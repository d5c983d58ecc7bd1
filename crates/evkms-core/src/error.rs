//! Error types for the EVKMS device protocol

use thiserror::Error;

/// Main error type for EVKMS protocol operations
///
/// Every inbound-message handler returns one of these kinds; the dispatch
/// layer logs the error and drops the message. No handler error propagates
/// to the transport or terminates the process.
#[derive(Error, Debug)]
pub enum EvkmsError {
    /// Payload failed to parse or is missing a required field
    #[error("Malformed payload: {0}")]
    MalformedPayload(String),

    /// Provisioning payload is incomplete; previous vectors are untouched
    #[error("Malformed provisioning payload: {0}")]
    MalformedProvisioning(String),

    /// Broadcast alert is missing its required fields
    #[error("Malformed alert: {0}")]
    MalformedAlert(String),

    /// HMAC digest verification failed (authentication failure)
    #[error("Digest mismatch from {0}")]
    DigestMismatch(String),

    /// No vector entry exists for the peer's local position
    #[error("No secret found for peer {0} in current vector")]
    UnknownPeerSecret(String),

    /// Key response references a nonce we did not issue or already resolved
    #[error("Unknown or expired discovery nonce: {0}")]
    UnknownNonce(String),

    /// Command or alert carries an unrecognized type discriminator
    #[error("Unknown message type: {0}")]
    UnknownMessageType(String),

    /// This device has been revoked; all protocol activity is gated off
    #[error("Device is revoked")]
    SelfRevoked,

    /// No provisioning material has been received yet
    #[error("Device is not provisioned")]
    NotProvisioned,

    /// JSON serialization failed on an outbound payload
    #[error("Serialization error: {0}")]
    Serialization(#[from] serde_json::Error),
}

/// Result type alias using EvkmsError
pub type EvkmsResult<T> = Result<T, EvkmsError>;

#[cfg(test)]
mod tests {
    use super::*;

    #[test]
    fn test_error_display() {
        let err = EvkmsError::DigestMismatch("subset1_device@3".to_string());
        assert_eq!(format!("{}", err), "Digest mismatch from subset1_device@3");
    }

    #[test]
    fn test_error_from_serde() {
        let bad = serde_json::from_str::<serde_json::Value>("{not json");
        let err: EvkmsError = bad.unwrap_err().into();
        assert!(matches!(err, EvkmsError::Serialization(_)));
    }
}
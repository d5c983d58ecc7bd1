//! Provisioning store: the device's secret vector material
//!
//! Holds the [`ProvisioningVectors`] once received from the gateway and maps
//! peer local positions to their entries in the current vector. Until a
//! payload has been loaded the device is unprovisioned, which gates all
//! discovery and key-establishment activity.

use tracing::debug;

use crate::error::{EvkmsError, EvkmsResult};
use crate::protocol::ProvisioningPayload;
use crate::types::{DeviceGuid, ProvisioningVectors};

/// Secret material store, populated at most once per process lifetime
#[derive(Debug, Default)]
pub struct ProvisioningStore {
    vectors: Option<ProvisioningVectors>,
}

impl ProvisioningStore {
    /// Create an empty (unprovisioned) store
    pub fn new() -> Self {
        Self::default()
    }

    /// Whether provisioning material has been loaded
    pub fn is_provisioned(&self) -> bool {
        self.vectors.is_some()
    }

    /// This device's own secret, if provisioned
    pub fn secret_i(&self) -> Option<&str> {
        self.vectors.as_ref().map(|v| v.secret_i.as_str())
    }

    /// The loaded vector material, if any
    pub fn vectors(&self) -> Option<&ProvisioningVectors> {
        self.vectors.as_ref()
    }

    /// Load a provisioning payload
    ///
    /// Validates the payload and derives this device's local id from its own
    /// GUID before applying anything: a malformed payload leaves the store
    /// exactly as it was. Material is immutable once set; a repeat delivery
    /// (the transport is at-least-once) is ignored without overwriting.
    pub fn load(&mut self, payload: ProvisioningPayload, own_guid: &DeviceGuid) -> EvkmsResult<()> {
        if payload.secret_i.is_empty() {
            return Err(EvkmsError::MalformedProvisioning(
                "empty secret_i".to_string(),
            ));
        }
        let local_id = own_guid.local_id().ok_or_else(|| {
            EvkmsError::MalformedProvisioning(format!(
                "device GUID {} has no @<position> marker",
                own_guid
            ))
        })?;

        if self.vectors.is_some() {
            debug!("Already provisioned, keeping existing vector material");
            return Ok(());
        }

        self.vectors = Some(ProvisioningVectors {
            secret_i: payload.secret_i,
            vector_prev: payload.vector_prev,
            vector_cur: payload.vector_cur,
            vector_next: payload.vector_next,
            alpha: payload.alpha,
            local_id: local_id.to_string(),
        });
        Ok(())
    }

    /// Look up a peer's secret by its 1-based local position
    ///
    /// Returns None when the id is non-numeric, zero, or beyond the current
    /// vector. That is a normal outcome (peer not covered by the current
    /// vector), not a fault.
    pub fn secret_for_local_id(&self, local_id: &str) -> Option<&str> {
        let vectors = self.vectors.as_ref()?;
        let position: usize = local_id.parse().ok()?;
        let index = position.checked_sub(1)?;
        vectors.vector_cur.get(index).map(String::as_str)
    }
}

#[cfg(test)]
mod tests {
    use super::*;

    fn payload() -> ProvisioningPayload {
        serde_json::from_value(serde_json::json!({
            "secret_i": "s-self",
            "Vectore_p": ["p1", "p2", "p3"],
            "Vectore_c": ["c1", "c2", "c3"],
            "Vectore_n": ["n1", "n2", "n3"],
            "alpha": 5,
        }))
        .unwrap()
    }

    #[test]
    fn test_load_and_lookup() {
        let mut store = ProvisioningStore::new();
        assert!(!store.is_provisioned());

        store
            .load(payload(), &DeviceGuid::new("subset1_device@1"))
            .unwrap();

        assert!(store.is_provisioned());
        assert_eq!(store.secret_i(), Some("s-self"));
        assert_eq!(store.vectors().unwrap().local_id, "1");
        assert_eq!(store.secret_for_local_id("1"), Some("c1"));
        assert_eq!(store.secret_for_local_id("3"), Some("c3"));
    }

    #[test]
    fn test_lookup_out_of_range_is_none() {
        let mut store = ProvisioningStore::new();
        store
            .load(payload(), &DeviceGuid::new("subset1_device@1"))
            .unwrap();

        assert_eq!(store.secret_for_local_id("4"), None);
        assert_eq!(store.secret_for_local_id("0"), None);
        assert_eq!(store.secret_for_local_id("seven"), None);
    }

    #[test]
    fn test_lookup_while_unprovisioned() {
        let store = ProvisioningStore::new();
        assert_eq!(store.secret_for_local_id("1"), None);
    }

    #[test]
    fn test_load_empty_secret_rejected_atomically() {
        let mut store = ProvisioningStore::new();
        let mut bad = payload();
        bad.secret_i = String::new();

        let err = store
            .load(bad, &DeviceGuid::new("subset1_device@1"))
            .unwrap_err();
        assert!(matches!(err, EvkmsError::MalformedProvisioning(_)));
        assert!(!store.is_provisioned());
    }

    #[test]
    fn test_load_guid_without_marker_rejected() {
        let mut store = ProvisioningStore::new();
        let err = store
            .load(payload(), &DeviceGuid::new("no-marker"))
            .unwrap_err();
        assert!(matches!(err, EvkmsError::MalformedProvisioning(_)));
        assert!(!store.is_provisioned());
    }

    #[test]
    fn test_repeat_load_keeps_first_material() {
        let mut store = ProvisioningStore::new();
        store
            .load(payload(), &DeviceGuid::new("subset1_device@1"))
            .unwrap();

        let mut second = payload();
        second.secret_i = "different".to_string();
        store
            .load(second, &DeviceGuid::new("subset1_device@1"))
            .unwrap();

        assert_eq!(store.secret_i(), Some("s-self"));
    }
}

== Problem to solve ==
When copying the data above, keep every line exactly as written.

== Result below ==
repository d5c983d58ecc7bd1
filename crates/evkms-core/src/error.rs
//! Error types for the EVKMS device protocol

use thiserror::Error;

/// Main error type for EVKMS protocol operations
///
/// Every inbound-message handler returns one of these kinds; the dispatch
/// layer logs the error and drops the message. No handler error propagates
/// to the transport or terminates the process.
#[derive(Error, Debug)]
pub enum EvkmsError {
    /// Payload failed to parse or is missing a required field
    #[error("Malformed payload: {0}")]
    MalformedPayload(String),

    /// Provisioning payload is incomplete; previous vectors are untouched
    #[error("Malformed provisioning payload: {0}")]
    MalformedProvisioning(String),

    /// Broadcast alert is missing its required fields
    #[error("Malformed alert: {0}")]
    MalformedAlert(String),

    /// HMAC digest verification failed (authentication failure)
    #[error("Digest mismatch from {0}")]
    DigestMismatch(String),

    /// No vector entry exists for the peer's local position
    #[error("No secret found for peer {0} in current vector")]
    UnknownPeerSecret(String),

    /// Key response references a nonce we did not issue or already resolved
    #[error("Unknown or expired discovery nonce: {0}")]
    UnknownNonce(String),

    /// Command or alert carries an unrecognized type discriminator
    #[error("Unknown message type: {0}")]
    UnknownMessageType(String),

    /// This device has been revoked; all protocol activity is gated off
    #[error("Device is revoked")]
    SelfRevoked,

    /// No provisioning material has been received yet
    #[error("Device is not provisioned")]
    NotProvisioned,

    /// JSON serialization failed on an outbound payload
    #[error("Serialization error: {0}")]
    Serialization(#[from] serde_json::Error),
}

/// Result type alias using EvkmsError
pub type EvkmsResult<T> = Result<T, EvkmsError>;

#[cfg(test)]
mod tests {
    use super::*;

    #[test]
    fn test_error_display() {
        let err = EvkmsError::DigestMismatch("subset1_device@3".to_string());
        assert_eq!(format!("{}", err), "Digest mismatch from subset1_device@3");
    }

    #[test]
    fn test_error_from_serde() {
        let bad = serde_json::from_str::<serde_json::Value>("{not json");
        let err: EvkmsError = bad.unwrap_err().into();
        assert!(matches!(err, EvkmsError::Serialization(_)));
    }
}
repository d5c983d58ecc7bd1
//! Provisioning store: the device's secret vector material
//!
//! Holds the [`ProvisioningVectors`] once received from the gateway and maps
//! peer local positions to their entries in the current vector. Until a
//! payload has been loaded the device is unprovisioned, which gates all
//! discovery and key-establishment activity.

use tracing::debug;

use crate::error::{EvkmsError, EvkmsResult};
use crate::protocol::ProvisioningPayload;
use crate::types::{DeviceGuid, ProvisioningVectors};

/// Secret material store, populated at most once per process lifetime
#[derive(Debug, Default)]
pub struct ProvisioningStore {
    vectors: Option<ProvisioningVectors>,
}

impl ProvisioningStore {
    /// Create an empty (unprovisioned) store
    pub fn new() -> Self {
        Self::default()
    }

    /// Whether provisioning material has been loaded
    pub fn is_provisioned(&self) -> bool {
        self.vectors.is_some()
    }

    /// This device's own secret, if provisioned
    pub fn secret_i(&self) -> Option<&str> {
        self.vectors.as_ref().map(|v| v.secret_i.as_str())
    }

    /// The loaded vector material, if any
    pub fn vectors(&self) -> Option<&ProvisioningVectors> {
        self.vectors.as_ref()
    }

    /// Load a provisioning payload
    ///
    /// Validates the payload and derives this device's local id from its own
    /// GUID before applying anything: a malformed payload leaves the store
    /// exactly as it was. Material is immutable once set; a repeat delivery
    /// (the transport is at-least-once) is ignored without overwriting.
    pub fn load(&mut self, payload: ProvisioningPayload, own_guid: &DeviceGuid) -> EvkmsResult<()> {
        if payload.secret_i.is_empty() {
            return Err(EvkmsError::MalformedProvisioning(
                "empty secret_i".to_string(),
            ));
        }
        let local_id = own_guid.local_id().ok_or_else(|| {
            EvkmsError::MalformedProvisioning(format!(
                "device GUID {} has no @<position> marker",
                own_guid
            ))
        })?;

        if self.vectors.is_some() {
            debug!("Already provisioned, keeping existing vector material");
            return Ok(());
        }

        self.vectors = Some(ProvisioningVectors {
            secret_i: payload.secret_i,
            vector_prev: payload.vector_prev,
            vector_cur: payload.vector_cur,
            vector_next: payload.vector_next,
            alpha: payload.alpha,
            local_id: local_id.to_string(),
        });
        Ok(())
    }

    /// Look up a peer's secret by its 1-based local position
    ///
    /// Returns None when the id is non-numeric, zero, or beyond the current
    /// vector. That is a normal outcome (peer not covered by the current
    /// vector), not a fault.
    pub fn secret_for_local_id(&self, local_id: &str) -> Option<&str> {
        let vectors = self.vectors.as_ref()?;
        let position: usize = local_id.parse().ok()?;
        let index = position.checked_sub(1)?;
        vectors.vector_cur.get(index).map(String::as_str)
    }
}

#[cfg(test)]
mod tests {
    use super::*;

    fn payload() -> ProvisioningPayload {
        serde_json::from_value(serde_json::json!({
            "secret_i": "s-self",
            "Vectore_p": ["p1", "p2", "p3"],
            "Vectore_c": ["c1", "c2", "c3"],
            "Vectore_n": ["n1", "n2", "n3"],
            "alpha": 5,
        }))
        .unwrap()
    }

    #[test]
    fn test_load_and_lookup() {
        let mut store = ProvisioningStore::new();
        assert!(!store.is_provisioned());

        store
            .load(payload(), &DeviceGuid::new("subset1_device@1"))
            .unwrap();

        assert!(store.is_provisioned());
        assert_eq!(store.secret_i(), Some("s-self"));
        assert_eq!(store.vectors().unwrap().local_id, "1");
        assert_eq!(store.secret_for_local_id("1"), Some("c1"));
        assert_eq!(store.secret_for_local_id("3"), Some("c3"));
    }

    #[test]
    fn test_lookup_out_of_range_is_none() {
        let mut store = ProvisioningStore::new();
        store
            .load(payload(), &DeviceGuid::new("subset1_device@1"))
            .unwrap();

        assert_eq!(store.secret_for_local_id("4"), None);
        assert_eq!(store.secret_for_local_id("0"), None);
        assert_eq!(store.secret_for_local_id("seven"), None);
    }

    #[test]
    fn test_lookup_while_unprovisioned() {
        let store = ProvisioningStore::new();
        assert_eq!(store.secret_for_local_id("1"), None);
    }

    #[test]
    fn test_load_empty_secret_rejected_atomically() {
        let mut store = ProvisioningStore::new();
        let mut bad = payload();
        bad.secret_i = String::new();

        let err = store
            .load(bad, &DeviceGuid::new("subset1_device@1"))
            .unwrap_err();
        assert!(matches!(err, EvkmsError::MalformedProvisioning(_)));
        assert!(!store.is_provisioned());
    }

    #[test]
    fn test_load_guid_without_marker_rejected() {
        let mut store = ProvisioningStore::new();
        let err = store
            .load(payload(), &DeviceGuid::new("no-marker"))
            .unwrap_err();
        assert!(matches!(err, EvkmsError::MalformedProvisioning(_)));
        assert!(!store.is_provisioned());
    }

    #[test]
    fn test_repeat_load_keeps_first_material() {
        let mut store = ProvisioningStore::new();
        store
            .load(payload(), &DeviceGuid::new("subset1_device@1"))
            .unwrap();

        let mut second = payload();
        second.secret_i = "different".to_string();
        store
            .load(second, &DeviceGuid::new("subset1_device@1"))
            .unwrap();

        assert_eq!(store.secret_i(), Some("s-self"));
    }
}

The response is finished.